37-letni Mateusz M., podejrzany o spowodowanie katastrofy drogowej na S7 w Borkowie koło Gdańska, nie trafi do aresztu. Musi jednak wpłacić poręczenie majątkowe w wysokości 100 tysięcy złotych. Objęty pozostanie dozorem i siedem razy w tygodniu musi stawiać się we właściwej jednostce policji. Tak zdecydował w czwartek, 7 listopada, Sąd Okręgowy w Gdańsku.
Przypomnijmy, do katastrofy na S7 w Borkowie k. Gdańska doszło 18 października. Do tragicznego zdarzenia doszło na remontowanym odcinku drogi. Brało w nim udział 21 pojazdów – 18 osobowych i trzy ciężarówki. Pojazdami poruszało się łącznie 56 osób. Zginęły cztery osoby, a 15 zostało rannych. Wszystkie ofiary katastrofy to dzieci w wieku 7, 9, 10 i 12 lat.
37-letni Mateusz M. - kierowca tira, który staranował auta - usłyszał zarzut spowodowania katastrofy w ruchu lądowym zagrażającej życiu i zdrowiu wielu osób oraz mieniu wielkich rozmiarów. Grozi mu do 15 lat więzienia.

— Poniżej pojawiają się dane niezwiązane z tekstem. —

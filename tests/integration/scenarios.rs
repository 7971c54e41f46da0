//! End-to-end scenarios, driven by documents.

use consort::catalog::{Catalog, CoverageLayer, Item, Schema};
use consort::engine::{ClusterEngine, ClusterRuleSet, PairwiseEngine, RuleSet, SearchConfig};
use consort::foundation::{ErrorKind, Value};
use serde_json::json;

// =============================================================================
// Helper Functions
// =============================================================================

fn schema() -> Schema {
    Schema::from_json(&json!({
        "name": "wardrobe",
        "version": "3",
        "dimensions": [
            {"name": "category", "type": "enum",
             "allowed": ["top", "bottom", "shoes", "outer"], "required": true},
            {"name": "formality", "type": "integer", "min": 1, "max": 5, "required": true},
            {"name": "coverage", "type": "coverage_layers",
             "vocabulary": {"parts": ["chest", "back", "upper_leg", "lower_leg", "feet"]}}
        ]
    }))
    .unwrap()
}

fn item(doc: serde_json::Value) -> Item {
    serde_json::from_value(doc).unwrap()
}

fn layering_rules() -> RuleSet {
    RuleSet::from_json(&json!({"name": "layering", "rules": [
        {"name": "layers", "condition": {"layer_compatible": {"field": "coverage"}}}
    ]}))
    .unwrap()
}

fn covered(id: &str, entries: &[(&str, f64)]) -> Item {
    let layers: Vec<CoverageLayer> = entries
        .iter()
        .map(|&(part, layer)| CoverageLayer::new([part], layer))
        .collect();
    Item::new(id, id)
        .with_attribute("category", "top")
        .with_attribute("formality", 3)
        .with_attribute(
            "coverage",
            Value::List(layers.iter().map(CoverageLayer::to_value).collect()),
        )
}

// =============================================================================
// Layering
// =============================================================================

#[test]
fn outer_layer_over_inner_layer_is_compatible() {
    let schema = schema();
    let rules = layering_rules();
    let engine = PairwiseEngine::new(&rules, &schema).unwrap();

    let a = covered("a", &[("chest", 2.0), ("upper_leg", 2.0)]);
    let b = covered("b", &[("chest", 1.0), ("upper_leg", 1.0)]);
    assert!(engine.evaluate_pair(&a, &b).unwrap().compatible);
}

#[test]
fn crossed_layers_are_a_phasing_conflict() {
    let schema = schema();
    let rules = layering_rules();
    let engine = PairwiseEngine::new(&rules, &schema).unwrap();

    let a = covered("a", &[("chest", 2.0), ("upper_leg", 1.0)]);
    let b = covered("b", &[("chest", 1.0), ("upper_leg", 2.0)]);
    let result = engine.evaluate_pair(&a, &b).unwrap();
    assert!(!result.compatible);
    let reason = &result.rule_evaluations[0].reason;
    assert!(reason.contains("phasing violation"));
    assert!(reason.contains("chest"));
    assert!(reason.contains("upper_leg"));
}

#[test]
fn equal_layers_conflict() {
    let schema = schema();
    let rules = layering_rules();
    let engine = PairwiseEngine::new(&rules, &schema).unwrap();

    let a = covered("a", &[("chest", 2.0)]);
    let b = covered("b", &[("chest", 2.0)]);
    assert!(!engine.evaluate_pair(&a, &b).unwrap().compatible);
}

#[test]
fn advisory_vocabulary_does_not_block_evaluation() {
    let schema = schema();
    let rules = layering_rules();
    let engine = PairwiseEngine::new(&rules, &schema).unwrap();

    let a = covered("a", &[("tail", 1.0)]);
    let b = covered("b", &[("chest", 1.0)]);
    assert!(engine.evaluate_pair(&a, &b).unwrap().compatible);
}

// =============================================================================
// Clusters
// =============================================================================

#[test]
fn outfit_search_never_pairs_incompatible_items() {
    let catalog = Catalog::from_items(
        "closet",
        schema(),
        [
            item(json!({"id": "1", "name": "Shirt", "attributes": {"category": "top", "formality": 3}})),
            item(json!({"id": "2", "name": "Trousers", "attributes": {"category": "bottom", "formality": 3}})),
            item(json!({"id": "3", "name": "Loafers", "attributes": {"category": "shoes", "formality": 3}})),
            item(json!({"id": "4", "name": "Chino shorts", "attributes": {"category": "bottom", "formality": 2}})),
        ],
    )
    .unwrap();
    let pairs = RuleSet::from_json(&json!({"name": "pairs", "rules": [
        {"name": "formality", "condition": {"abs_diff": {"field": "formality", "operator": "<=", "value": 1}}},
        {"name": "one per slot", "condition": {"has_different": {"field": "category"}}}
    ]}))
    .unwrap();
    let outfits = ClusterRuleSet::from_json(&json!({"name": "outfits", "rules": [
        {"name": "variety", "condition":
            {"count_by_field": {"field": "category", "operator": ">=", "value": 3}}}
    ]}))
    .unwrap();

    let engine = ClusterEngine::new(&catalog, &pairs, &outfits).unwrap();
    let graph = engine.compatibility_graph().unwrap();
    assert_eq!(graph.edge_count(), 5);

    let analysis = engine.analyze().unwrap();
    let ids = |c: &consort::engine::Cluster| -> Vec<String> {
        c.item_ids.iter().map(ToString::to_string).collect()
    };

    let maximal: Vec<Vec<String>> = analysis
        .clusters
        .iter()
        .filter(|c| c.is_maximum && c.is_valid)
        .map(ids)
        .collect();
    assert!(maximal.contains(&vec!["1".into(), "2".into(), "3".into()]));
    assert!(maximal.contains(&vec!["1".into(), "3".into(), "4".into()]));
    assert!(
        analysis
            .clusters
            .iter()
            .all(|c| !(c.contains("2") && c.contains("4")))
    );
}

#[test]
fn empty_catalog_matrix_is_zero() {
    let catalog = Catalog::new("empty", schema());
    let rules = layering_rules();
    let engine = PairwiseEngine::new(&rules, catalog.schema()).unwrap();
    let matrix = engine.evaluate_matrix(&catalog).unwrap();

    assert_eq!(matrix.total_comparisons, 0);
    assert_eq!(matrix.compatible_count, 0);
    assert!(matrix.compatibility_rate.abs() < f64::EPSILON);
    assert!(!matrix.compatibility_rate.is_nan());
}

#[test]
fn inverted_bounds_are_configuration_errors() {
    let err = ClusterRuleSet::from_json(&json!({
        "name": "broken", "min_cluster_size": 3, "max_cluster_size": 2, "rules": []
    }))
    .unwrap_err();
    assert!(err.is_configuration());
    assert!(matches!(err.kind, ErrorKind::InvalidClusterBounds { min: 3, max: 2 }));

    let catalog = Catalog::new("empty", schema());
    let pairs = layering_rules();
    let rules = ClusterRuleSet::new("ok");
    let engine = ClusterEngine::new(&catalog, &pairs, &rules)
        .unwrap()
        .with_config(SearchConfig::new().with_min_cluster_size(3).with_max_cluster_size(2));
    assert!(engine.analyze().unwrap_err().is_configuration());
}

W chwili zdarzenia był trzeźwy i nie znajdował się pod wpływem środków psychoaktywnych. Badania telefonu podejrzanego wykazały, że nie był używany w trakcie wypadku. Śledczy ustalili, że w miejscu, w którym doszło do katastrofy, ograniczenie prędkości wynosiło 50 km/h. "Oznacza to, że podejrzany znacznie przekroczył dozwoloną prędkość na tym odcinku drogi, bo przekroczył ją o 39 km/h” - podawała prokuratura.
Mateusz M. nie przyznał się do zarzutów i odmówił składania wyjaśnień. Odpowiadał jedynie na pytania obrońców.
Czwartkowa decyzja jest prawomocna
Sąd pierwszej instancji zdecydował, że podejrzany o spowodowanie katastrofy drogowej na S7 w Borkowie k. Gdańska 37-latek będzie pod dozorem policji i zobowiązał go do stawiennictwa siedem razy w tygodniu we właściwej jednostce policji.
Prokuratura złożyła zażalenie w sprawie decyzji sądu rejonowego o niestosowaniu aresztu wobec mężczyzny. Sprawę rozpatrzono w czwartek, 7 listopada.
- Sąd okręgowy utrzymał w mocy postanowienie sądu pierwszej instancji i nie zastosował aresztu, ale zwiększył środki zapobiegawcze w ten sposób, że orzekł dodatkowo wobec podejrzanego poręczenie majątkowe w wysokości 100 tysięcy złotych, musi je wpłacić w ciągu 10 dni - przekazał rzecznik prasowy sądu Mariusz Kaźmierczak. Decyzja sądu jest prawomocna i podlega natychmiast wykonaniu.